■ **ABOUT THIS EXERCISE**: Could you please output all of the records exactly?

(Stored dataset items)
....................

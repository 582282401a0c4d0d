use crate::error::{Error, Result};
use colored::Colorize;
use std::cell::{Cell, RefCell};
use std::io::{Stdout, Write};
use std::path::{Path, PathBuf};
use std::process::Stdio;
use std::time::Duration;
use tokio::io::{AsyncBufReadExt, AsyncReadExt, BufReader};
use tokio::process::Command;
use tracing::{debug, info};

const PROGRESS_MARKER: &str = "ytmp3:";
const PROGRESS_TEMPLATE: &str = "download:ytmp3:%(progress.downloaded_bytes)s|%(progress.total_bytes)s|%(progress.total_bytes_estimate)s|%(progress.speed)s|%(progress.eta)s|%(progress.status)s";
const OUTPUT_TEMPLATE: &str = "%(title)s.%(ext)s";

#[derive(Debug, Clone, PartialEq, Eq)]
pub enum ProgressStatus {
    Downloading,
    Finished,
    Error,
    Other(String),
}

impl From<&str> for ProgressStatus {
    fn from(status: &str) -> Self {
        match status {
            "downloading" => Self::Downloading,
            "finished" => Self::Finished,
            "error" => Self::Error,
            other => Self::Other(other.to_string()),
        }
    }
}

#[derive(Debug, Clone, PartialEq)]
pub struct Progress {
    pub downloaded: u64,
    pub total: Option<u64>,
    /// Bytes per second.
    pub speed: Option<f64>,
    pub eta: Option<Duration>,
    pub status: ProgressStatus,
}

impl Progress {
    pub fn percent(&self) -> Option<f64> {
        match self.total {
            Some(total) if total > 0 => Some(self.downloaded as f64 * 100.0 / total as f64),
            _ => None,
        }
    }
}

/// Receives progress updates while a download is running.
///
/// Called on the task driving the download, once per progress line.
pub trait ProgressObserver {
    fn on_progress(&self, progress: &Progress);

    /// The yt-dlp process has exited, successfully or not.
    fn on_exit(&self, _success: bool) {}
}

/// Ignores every update.
pub struct Silent;

impl ProgressObserver for Silent {
    fn on_progress(&self, _progress: &Progress) {}
}

/// Prints a single, rewritten percentage line.
pub struct ConsoleProgress<W: Write = Stdout> {
    out: RefCell<W>,
    line_open: Cell<bool>,
}

impl ConsoleProgress {
    pub fn stdout() -> Self {
        Self::new(std::io::stdout())
    }
}

impl<W: Write> ConsoleProgress<W> {
    pub fn new(out: W) -> Self {
        Self {
            out: RefCell::new(out),
            line_open: Cell::new(false),
        }
    }

    fn render(&self, progress: &Progress) -> std::io::Result<()> {
        let percent = progress
            .percent()
            .map(|p| format!("{:5.1}%", p))
            .unwrap_or_else(|| "  ?  %".to_string());

        let mut line = format!("\r  {}", percent.cyan());
        if let Some(speed) = progress.speed {
            line.push_str(&format!("  {:>8.1} KiB/s", speed / 1024.0));
        }
        if let Some(eta) = progress.eta {
            line.push_str(&format!("  eta {}s", eta.as_secs()));
        }

        let mut out = self.out.borrow_mut();
        write!(out, "{}", line)?;
        self.line_open.set(true);
        if progress.status == ProgressStatus::Finished {
            writeln!(out, "  {}", "done".green())?;
            self.line_open.set(false);
        }
        out.flush()
    }

    /// Ends a percentage line left open by an interrupted download.
    fn close_line(&self) -> std::io::Result<()> {
        if self.line_open.replace(false) {
            let mut out = self.out.borrow_mut();
            writeln!(out)?;
            out.flush()?;
        }
        Ok(())
    }
}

....................

■ **ANSWER SPACE**:
repository 582282401a0c4d0d
use crate::error::{Error, Result};
use colored::Colorize;
use std::cell::{Cell, RefCell};
use std::io::{Stdout, Write};
use std::path::{Path, PathBuf};
use std::process::Stdio;
use std::time::Duration;
use tokio::io::{AsyncBufReadExt, AsyncReadExt, BufReader};
use tokio::process::Command;
use tracing::{debug, info};

const PROGRESS_MARKER: &str = "ytmp3:";
const PROGRESS_TEMPLATE: &str = "download:ytmp3:%(progress.downloaded_bytes)s|%(progress.total_bytes)s|%(progress.total_bytes_estimate)s|%(progress.speed)s|%(progress.eta)s|%(progress.status)s";
const OUTPUT_TEMPLATE: &str = "%(title)s.%(ext)s";

#[derive(Debug, Clone, PartialEq, Eq)]
pub enum ProgressStatus {
    Downloading,
    Finished,
    Error,
    Other(String),
}

impl From<&str> for ProgressStatus {
    fn from(status: &str) -> Self {
        match status {
            "downloading" => Self::Downloading,
            "finished" => Self::Finished,
            "error" => Self::Error,
            other => Self::Other(other.to_string()),
        }
    }
}

#[derive(Debug, Clone, PartialEq)]
pub struct Progress {
    pub downloaded: u64,
    pub total: Option<u64>,
    /// Bytes per second.
    pub speed: Option<f64>,
    pub eta: Option<Duration>,
    pub status: ProgressStatus,
}

impl Progress {
    pub fn percent(&self) -> Option<f64> {
        match self.total {
            Some(total) if total > 0 => Some(self.downloaded as f64 * 100.0 / total as f64),
            _ => None,
        }
    }
}

/// Receives progress updates while a download is running.
///
/// Called on the task driving the download, once per progress line.
pub trait ProgressObserver {
    fn on_progress(&self, progress: &Progress);

    /// The yt-dlp process has exited, successfully or not.
    fn on_exit(&self, _success: bool) {}
}

/// Ignores every update.
pub struct Silent;

impl ProgressObserver for Silent {
    fn on_progress(&self, _progress: &Progress) {}
}

/// Prints a single, rewritten percentage line.
pub struct ConsoleProgress<W: Write = Stdout> {
    out: RefCell<W>,
    line_open: Cell<bool>,
}

impl ConsoleProgress {
    pub fn stdout() -> Self {
        Self::new(std::io::stdout())
    }
}

impl<W: Write> ConsoleProgress<W> {
    pub fn new(out: W) -> Self {
        Self {
            out: RefCell::new(out),
            line_open: Cell::new(false),
        }
    }

    fn render(&self, progress: &Progress) -> std::io::Result<()> {
        let percent = progress
            .percent()
            .map(|p| format!("{:5.1}%", p))
            .unwrap_or_else(|| "  ?  %".to_string());

        let mut line = format!("\r  {}", percent.cyan());
        if let Some(speed) = progress.speed {
            line.push_str(&format!("  {:>8.1} KiB/s", speed / 1024.0));
        }
        if let Some(eta) = progress.eta {
            line.push_str(&format!("  eta {}s", eta.as_secs()));
        }

        let mut out = self.out.borrow_mut();
        write!(out, "{}", line)?;
        self.line_open.set(true);
        if progress.status == ProgressStatus::Finished {
            writeln!(out, "  {}", "done".green())?;
            self.line_open.set(false);
        }
        out.flush()
    }

    /// Ends a percentage line left open by an interrupted download.
    fn close_line(&self) -> std::io::Result<()> {
        if self.line_open.replace(false) {
            let mut out = self.out.borrow_mut();
            writeln!(out)?;
            out.flush()?;
        }
        Ok(())
    }
}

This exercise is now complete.